== Problem to work on ==
In the entries below, find each line with the string "while" and copy it.

Stored data entries:
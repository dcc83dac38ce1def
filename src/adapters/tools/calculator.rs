//! Infix arithmetic evaluator for the calculator tool.
//!
//! Supports `+ - * /`, parentheses, unary minus, and decimal literals.
//! Recursive descent; no external parser needed for this grammar.

use thiserror::Error;

/// Errors an expression evaluation can produce.
#[derive(Debug, Error, PartialEq)]
pub enum CalcError {
    /// The expression is empty.
    #[error("empty expression")]
    Empty,

    /// Unexpected character or token.
    #[error("unexpected token at position {0}")]
    UnexpectedToken(usize),

    /// Input ended while a value or closing parenthesis was expected.
    #[error("unexpected end of expression")]
    UnexpectedEnd,

    /// Division by zero.
    #[error("division by zero")]
    DivisionByZero,
}

struct Parser<'a> {
    input: &'a [u8],
    pos: usize,
}

impl<'a> Parser<'a> {
    fn new(input: &'a str) -> Self {
        Self {
            input: input.as_bytes(),
            pos: 0,
        }
    }

    fn skip_whitespace(&mut self) {
        while self.pos < self.input.len() && self.input[self.pos].is_ascii_whitespace() {
            self.pos += 1;
        }
    }

    fn peek(&mut self) -> Option<u8> {
        self.skip_whitespace();
        self.input.get(self.pos).copied()
    }

    fn expression(&mut self) -> Result<f64, CalcError> {
        let mut value = self.term()?;
        loop {
            match self.peek() {
                Some(b'+') => {
                    self.pos += 1;
                    value += self.term()?;
                }
                Some(b'-') => {
                    self.pos += 1;
                    value -= self.term()?;
                }
                _ => return Ok(value),
            }
        }
    }

    fn term(&mut self) -> Result<f64, CalcError> {
        let mut value = self.factor()?;
        loop {
            match self.peek() {
                Some(b'*') => {
                    self.pos += 1;
                    value *= self.factor()?;
                }
                Some(b'/') => {
                    self.pos += 1;
                    let divisor = self.factor()?;
                    if divisor == 0.0 {
                        return Err(CalcError::DivisionByZero);
                    }
                    value /= divisor;
                }
                _ => return Ok(value),
            }
        }
    }

    fn factor(&mut self) -> Result<f64, CalcError> {
        match self.peek() {
            Some(b'-') => {
                self.pos += 1;
                Ok(-self.factor()?)
            }
            Some(b'(') => {
                self.pos += 1;
                let value = self.expression()?;
                match self.peek() {
                    Some(b')') => {
                        self.pos += 1;
                        Ok(value)
                    }
                    Some(_) => Err(CalcError::UnexpectedToken(self.pos)),
                    None => Err(CalcError::UnexpectedEnd),
                }
            }
            Some(c) if c.is_ascii_digit() || c == b'.' => self.number(),
            Some(_) => Err(CalcError::UnexpectedToken(self.pos)),
            None => Err(CalcError::UnexpectedEnd),
        }
    }

    fn number(&mut self) -> Result<f64, CalcError> {
        let start = self.pos;
        let mut seen_dot = false;
        while self.pos < self.input.len() {
            match self.input[self.pos] {
                b'0'..=b'9' => self.pos += 1,
                b'.' if !seen_dot => {
                    seen_dot = true;
                    self.pos += 1;
                }
                _ => break,
            }
        }
        let text = std::str::from_utf8(&self.input[start..self.pos])
            .map_err(|_| CalcError::UnexpectedToken(start))?;
        text.parse()
            .map_err(|_| CalcError::UnexpectedToken(start))
    }
}

/// Evaluates an infix arithmetic expression.
///
/// Integral results render without a fractional part (`"4"`, not `"4.0"`).
pub fn evaluate(expression: &str) -> Result<String, CalcError> {
    if expression.trim().is_empty() {
        return Err(CalcError::Empty);
    }

    let mut parser = Parser::new(expression);
    let value = parser.expression()?;
    if parser.peek().is_some() {
        return Err(CalcError::UnexpectedToken(parser.pos));
    }

    if value.fract() == 0.0 && value.abs() < 1e15 {
        Ok(format!("{}", value as i64))
    } else {
        Ok(format!("{}", value))
    }
}

#[cfg(test)]
mod tests {
    use super::*;

    #[test]
    fn basic_arithmetic() {
        assert_eq!(evaluate("2+2").unwrap(), "4");
        assert_eq!(evaluate("10 - 3").unwrap(), "7");
        assert_eq!(evaluate("6 * 7").unwrap(), "42");
        assert_eq!(evaluate("9 / 2").unwrap(), "4.5");
    }

    #[test]
    fn precedence_and_parentheses() {
        assert_eq!(evaluate("2 + 3 * 4").unwrap(), "14");
        assert_eq!(evaluate("(2 + 3) * 4").unwrap(), "20");
        assert_eq!(evaluate("((1 + 2) * (3 + 4))").unwrap(), "21");
    }

    #[test]
    fn unary_minus() {
        assert_eq!(evaluate("-5 + 3").unwrap(), "-2");
        assert_eq!(evaluate("2 * -3").unwrap(), "-6");
        assert_eq!(evaluate("--4").unwrap(), "4");
    }

    #[test]
    fn decimals() {
        assert_eq!(evaluate("1.5 + 2.5").unwrap(), "4");
        assert_eq!(evaluate("0.1 * 10").unwrap(), "1");
    }

    #[test]
    fn division_by_zero_is_an_error() {
        assert_eq!(evaluate("1 / 0"), Err(CalcError::DivisionByZero));
        assert_eq!(evaluate("5 / (2 - 2)"), Err(CalcError::DivisionByZero));
    }

    #[test]
    fn malformed_expressions_are_rejected() {
        assert_eq!(evaluate(""), Err(CalcError::Empty));
        assert_eq!(evaluate("   "), Err(CalcError::Empty));
        assert!(matches!(evaluate("2 +"), Err(CalcError::UnexpectedEnd)));
        assert!(matches!(evaluate("(1 + 2"), Err(CalcError::UnexpectedEnd)));
        assert!(matches!(evaluate("2 + x"), Err(CalcError::UnexpectedToken(_))));
        assert!(matches!(evaluate("1 2"), Err(CalcError::UnexpectedToken(_))));
    }
}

== Your solution ==
    /// Input ended while a value or closing parenthesis was expected.
        while self.pos < self.input.len() && self.input[self.pos].is_ascii_whitespace() {
        while self.pos < self.input.len() {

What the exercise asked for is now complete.